Tea Research Institute, Chinese Academy of Agriculture Sciences, Key Laboratory of Tea Biology and Resource Utilization of Tea, the Ministry of Agriculture, Hangzhou 310008, China.
Tea Research Institute, Chinese Academy of Agriculture Sciences, Key Laboratory of Tea Biology and Resource Utilization of Tea, the Ministry of Agriculture, Hangzhou 310008, China.
Sci Total Environ. 2020 May 15;717:137248. doi: 10.1016/j.scitotenv.2020.137248. Epub 2020 Feb 11.

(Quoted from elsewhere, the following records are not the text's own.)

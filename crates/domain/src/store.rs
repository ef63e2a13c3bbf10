//! Entity store
//!
//! Ordered, single-writer collections of one record kind. Every mutation
//! runs synchronously to completion, so a reader never observes a partial
//! update. Nothing is persisted: a process restart reseeds the collections.
//!
//! [`EntityStore`] is the seam where a real persistence layer can replace
//! [`InMemoryStore`] without touching the registries built on top of it.

use serde::{Deserialize, Serialize};
use std::fmt;

/// A record with a stable identity and a partial-update shape.
pub trait Entity: Clone {
    /// Identity type
    type Id: PartialEq + Clone + fmt::Display;

    /// Partial field update merged by [`EntityStore::update`]
    type Patch;

    /// Human-readable kind used in logs and not-found errors
    const KIND: &'static str;

    /// Identity of this record
    fn id(&self) -> &Self::Id;

    /// Merge a partial update into this record
    fn apply_patch(&mut self, patch: Self::Patch);
}

/// Storage interface for one entity kind.
pub trait EntityStore<T: Entity> {
    /// All records in insertion order
    fn all(&self) -> &[T];

    /// Append a record
    fn add(&mut self, record: T);

    /// Merge `patch` into the matching record. Unknown ids are a no-op;
    /// the return value reports whether a record was touched.
    fn update(&mut self, id: &T::Id, patch: T::Patch) -> bool;

    /// Apply an arbitrary in-place mutation to the matching record
    fn modify<F: FnOnce(&mut T)>(&mut self, id: &T::Id, f: F) -> bool;

    /// Apply a mutation to every record in one pass
    fn modify_all<F: FnMut(&mut T)>(&mut self, f: F);

    /// Remove the matching record. Idempotent; returns whether a record was removed.
    fn remove(&mut self, id: &T::Id) -> bool;

    /// Look up a record; `None` is the not-found signal
    fn find(&self, id: &T::Id) -> Option<&T>;

    /// Number of records
    fn len(&self) -> usize {
        self.all().len()
    }

    /// True when the store holds no records
    fn is_empty(&self) -> bool {
        self.all().is_empty()
    }
}

/// Vec-backed store preserving insertion order.
#[derive(Debug, Clone, Serialize, Deserialize)]
pub struct InMemoryStore<T> {
    records: Vec<T>,
}

impl<T> InMemoryStore<T> {
    /// Create an empty store
    pub fn new() -> Self {
        Self {
            records: Vec::new(),
        }
    }

    /// Create a store with constructor-provided initial state
    pub fn with_records(records: Vec<T>) -> Self {
        Self { records }
    }
}

impl<T> Default for InMemoryStore<T> {
    fn default() -> Self {
        Self::new()
    }
}

impl<T: Entity> EntityStore<T> for InMemoryStore<T> {
    fn all(&self) -> &[T] {
        &self.records
    }

    fn add(&mut self, record: T) {
        tracing::debug!(kind = T::KIND, id = %record.id(), "record added");
        self.records.push(record);
    }

    fn update(&mut self, id: &T::Id, patch: T::Patch) -> bool {
        self.modify(id, |record| record.apply_patch(patch))
    }

    fn modify<F: FnOnce(&mut T)>(&mut self, id: &T::Id, f: F) -> bool {
        match self.records.iter_mut().find(|record| record.id() == id) {
            Some(record) => {
                f(record);
                tracing::debug!(kind = T::KIND, id = %id, "record updated");
                true
            }
            None => {
                tracing::debug!(kind = T::KIND, id = %id, "update ignored, no such record");
                false
            }
        }
    }

    fn modify_all<F: FnMut(&mut T)>(&mut self, f: F) {
        self.records.iter_mut().for_each(f);
    }

    fn remove(&mut self, id: &T::Id) -> bool {
        let before = self.records.len();
        self.records.retain(|record| record.id() != id);
        let removed = self.records.len() != before;
        if removed {
            tracing::debug!(kind = T::KIND, id = %id, "record removed");
        }
        removed
    }

    fn find(&self, id: &T::Id) -> Option<&T> {
        self.records.iter().find(|record| record.id() == id)
    }
}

Nitrogen (N) fertilizer is widely used in agricultural ecosystems and influences N transformation processes in the soil such as nitrification. However, whether nitrification is primarily dominated by ammonia-oxidizing bacteria (AOB) or archaea (AOA) under heavy N application is still under debate. In the present work, the effect of long-term (12 years) N fertilization on soil nitrification and the key influencing factors were investigated in acidic tea plantation soil that received four different rates of N application (0, 119, 285, and 569 kg N ha yr). Nitrification potential was measured and partitioned using chemical inhibitors. The abundance of functional genes involved in ammonia oxidation was quantified using quantitative polymerase chain reaction (qPCR). Ammonia-oxidizing communities were identified by shotgun metagenome sequencing. Potential nitrification rate in tea plantation soil was mainly dominated by autotrophic nitrification (PNR) (71-79%). PNR and heterotrophic nitrification (PNR) were both significantly increased by heavy N (569 kg ha) application. Moreover, PNR was mainly due to the contribution of AOB (52-66%) in N-treated soils, and N569 significantly increased the AOB contribution without affecting the AOA contribution. N569 increased the functional gene abundance of AOB and TAO100 (a non-halophilic γ-AOB) but decreased that of AOA. The dominant AOB (Nitrosomonas, Nitrosospira, and Nitrosococcus), AOA (Nitrososphaera and Nitrosopumilus) and commamox (Nitrospira) groups were profoundly altered by long-term N application rates. Partial least squares regression showed that total nitrification (PNR), PNR, and PNR were primarily explained by the functional gene abundance of nitrifiers whereas PNR and PNR were closely associated with soil and pruned litter properties. Moreover, structural equation modeling (SEM) revealed that long-term N application significantly and indirectly affected nitrification potential by directly influencing soil properties, pruned litter properties, and functional gene abundance. Understanding the relative contribution of AOA and AOB to nitrification may help to better regulate N fertilizer use in agricultural ecosystems.
氮 (N) 肥料广泛应用于农业生态系统,并影响土壤中的 N 转化过程,如硝化作用。然而,在大量 N 施用量下,硝化作用主要是由氨氧化细菌 (AOB) 还是古菌 (AOA) 主导,这仍然存在争议。在本研究中,通过在接受四种不同 N 施用量(0、119、285 和 569 kg N ha yr)的酸性茶园土壤中进行为期 12 年的长期施肥试验,研究了土壤硝化作用及其关键影响因素。通过化学抑制剂测量和划分硝化潜能,并使用定量聚合酶链反应 (qPCR) 定量测定参与氨氧化的功能基因丰度。通过鸟枪法宏基因组测序鉴定氨氧化群落。茶园土壤的潜在硝化速率主要由自养硝化 (PNR) (71-79%) 主导。在高 N(569 kg ha)处理下,PNR 和异养硝化(PNR)均显著增加。此外,在 N 处理土壤中,PNR 主要由 AOB(52-66%)贡献,N569 处理显著增加了 AOB 的贡献,而不影响 AOA 的贡献。N569 增加了 AOB 和 TAO100(一种非嗜盐性 γ-AOB)的功能基因丰度,但降低了 AOA 的丰度。长期 N 施用量显著改变了优势 AOB(硝化单胞菌、硝化刺菌和硝化球菌)、AOA(硝化螺旋菌和硝化浮霉菌)和 commamox(硝化螺旋菌)。偏最小二乘回归表明,总硝化(PNR)、PNR 和 PNR 主要由硝化功能基因丰度解释,而 PNR 和 PNR 与土壤和修剪后的凋落物特性密切相关。此外,结构方程模型(SEM)表明,长期 N 应用通过直接影响土壤特性、修剪凋落物特性和功能基因丰度,显著且间接地影响硝化潜力。了解 AOA 和 AOB 对硝化作用的相对贡献可能有助于更好地调节农业生态系统中的 N 肥料使用。